[[ Data for processing open ]]

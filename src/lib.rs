// Library root: re-exports all modules so integration tests and the binary
// share one public API.

pub mod config;
pub mod evaluator;
pub mod input;
pub mod position;
pub mod report;
pub mod roster;
pub mod session;
pub mod store;
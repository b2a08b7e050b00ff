//! Persisted layout of update records.
//!
//! The directory tree is the source of truth. One directory per update ID:
//!
//! ```text
//! <root>/<id>/<deviceIdentity>      wrapped symmetric key
//! <root>/<id>/<deviceIdentity>_iv   the device's copy of the artifact IV
//! <root>/<id>/timestamp_<id>        availability, 8 bytes LE epoch seconds
//! <root>/<id>/<id>                  artifact ciphertext (present once Uploaded)
//! ```

use std::collections::HashMap;
use std::fs;
use std::io;
use std::path::{Path, PathBuf};

use fleetcast_common::crypto::{NONCE_BYTES, RSA_KEY_BYTES};
use fleetcast_common::fsutil::write_atomic;
use fleetcast_common::wire::DecryptionKeyCiphertext;

/// One entry of the pending-update index, reconstructed from the persisted
/// tree. Not itself a source of truth.
#[derive(Clone, Copy, Debug, PartialEq, Eq)]
pub struct PendingUpdate {
    pub update_id: u32,
    pub available_at: i64,
}

/// Device identity to pending updates, ordered by descending availability
/// time.
pub type PendingIndex = HashMap<String, Vec<PendingUpdate>>;

#[derive(Debug)]
pub struct UpdateStore {
    root: PathBuf,
}

impl UpdateStore {
    pub fn new(root: impl Into<PathBuf>) -> Self {
        Self { root: root.into() }
    }

    pub fn ensure_root(&self) -> io::Result<()> {
        fs::create_dir_all(&self.root)
    }

    pub fn update_dir(&self, id: u32) -> PathBuf {
        self.root.join(id.to_string())
    }

    pub fn artifact_path(&self, id: u32) -> PathBuf {
        self.update_dir(id).join(id.to_string())
    }

    pub fn key_path(&self, id: u32, identity: &str) -> PathBuf {
        self.update_dir(id).join(identity)
    }

    pub fn iv_path(&self, id: u32, identity: &str) -> PathBuf {
        self.update_dir(id).join(format!("{identity}_iv"))
    }

    pub fn timestamp_path(&self, id: u32) -> PathBuf {
        self.update_dir(id).join(format!("timestamp_{id}"))
    }

    /// All update IDs that currently own a directory, ascending.
    pub fn scan_ids(&self) -> io::Result<Vec<u32>> {
        let mut ids = Vec::new();
        for entry in fs::read_dir(&self.root)? {
            let entry = entry?;
            if !entry.file_type()?.is_dir() {
                continue;
            }
            if let Some(id) = entry
                .file_name()
                .to_str()
                .and_then(|name| name.parse::<u32>().ok())
            {
                ids.push(id);
            }
        }
        ids.sort_unstable();
        Ok(ids)
    }

    /// Smallest non-negative integer without a directory. IDs freed by
    /// deleted updates are reclaimed. Callers must hold the registry
    /// mutation lock across the scan and the following create.
    pub fn reserve_id(&self) -> io::Result<u32> {
        let mut next = 0u32;
        for id in self.scan_ids()? {
            if id != next {
                break;
            }
            next += 1;
        }
        Ok(next)
    }

    /// Creates the update directory and persists key material and the
    /// availability timestamp. The artifact file is written separately by
    /// [`UpdateStore::write_artifact`]; until then the record stays in the
    /// Reserved state.
    pub fn create_update(
        &self,
        id: u32,
        keys: &[DecryptionKeyCiphertext],
        available_at: i64,
    ) -> io::Result<()> {
        fs::create_dir(self.update_dir(id))?;
        for key in keys {
            write_atomic(&self.key_path(id, &key.san), &key.ct)?;
            write_atomic(&self.iv_path(id, &key.san), &key.iv)?;
        }
        write_atomic(
            &self.timestamp_path(id),
            &(available_at as u64).to_le_bytes(),
        )
    }

    pub fn write_artifact(&self, id: u32, bytes: &[u8]) -> io::Result<()> {
        write_atomic(&self.artifact_path(id), bytes)
    }

    pub fn read_key(&self, id: u32, identity: &str) -> io::Result<[u8; RSA_KEY_BYTES]> {
        read_exact_len(&self.key_path(id, identity))
    }

    pub fn read_iv(&self, id: u32, identity: &str) -> io::Result<[u8; NONCE_BYTES]> {
        read_exact_len(&self.iv_path(id, identity))
    }

    pub fn read_timestamp(&self, id: u32) -> io::Result<i64> {
        let bytes: [u8; 8] = read_exact_len(&self.timestamp_path(id))?;
        Ok(u64::from_le_bytes(bytes) as i64)
    }

    /// Walks the full tree and rebuilds the pending-update index. Only
    /// updates whose directory holds both the device's wrapped key and the
    /// artifact file are counted.
    pub fn scan_pending(&self) -> io::Result<PendingIndex> {
        let mut index = PendingIndex::new();
        for id in self.scan_ids()? {
            if !self.artifact_path(id).is_file() {
                // Reserved but never uploaded.
                continue;
            }
            let available_at = self.read_timestamp(id)?;
            let artifact_name = id.to_string();
            let timestamp_name = format!("timestamp_{id}");
            for entry in fs::read_dir(self.update_dir(id))? {
                let entry = entry?;
                let name = entry.file_name();
                let Some(name) = name.to_str() else { continue };
                if name == artifact_name
                    || name == timestamp_name
                    || name.ends_with("_iv")
                    || name.ends_with(".tmp")
                {
                    continue;
                }
                index
                    .entry(name.to_owned())
                    .or_default()
                    .push(PendingUpdate {
                        update_id: id,
                        available_at,
                    });
            }
        }
        for updates in index.values_mut() {
            updates.sort_by(|a, b| b.available_at.cmp(&a.available_at));
        }
        Ok(index)
    }
}

fn read_exact_len<const N: usize>(path: &Path) -> io::Result<[u8; N]> {
    let bytes = fs::read(path)?;
    bytes.try_into().map_err(|_| {
        io::Error::new(
            io::ErrorKind::InvalidData,
            format!("{path:?} does not hold exactly {N} bytes"),
        )
    })
}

[[ Data for processing closed ]]

Search the preceding listing for the word "join" and pull out every line that holds it.

        self.root.join(id.to_string())
        self.update_dir(id).join(id.to_string())
        self.update_dir(id).join(identity)
        self.update_dir(id).join(format!("{identity}_iv"))
        self.update_dir(id).join(format!("timestamp_{id}"))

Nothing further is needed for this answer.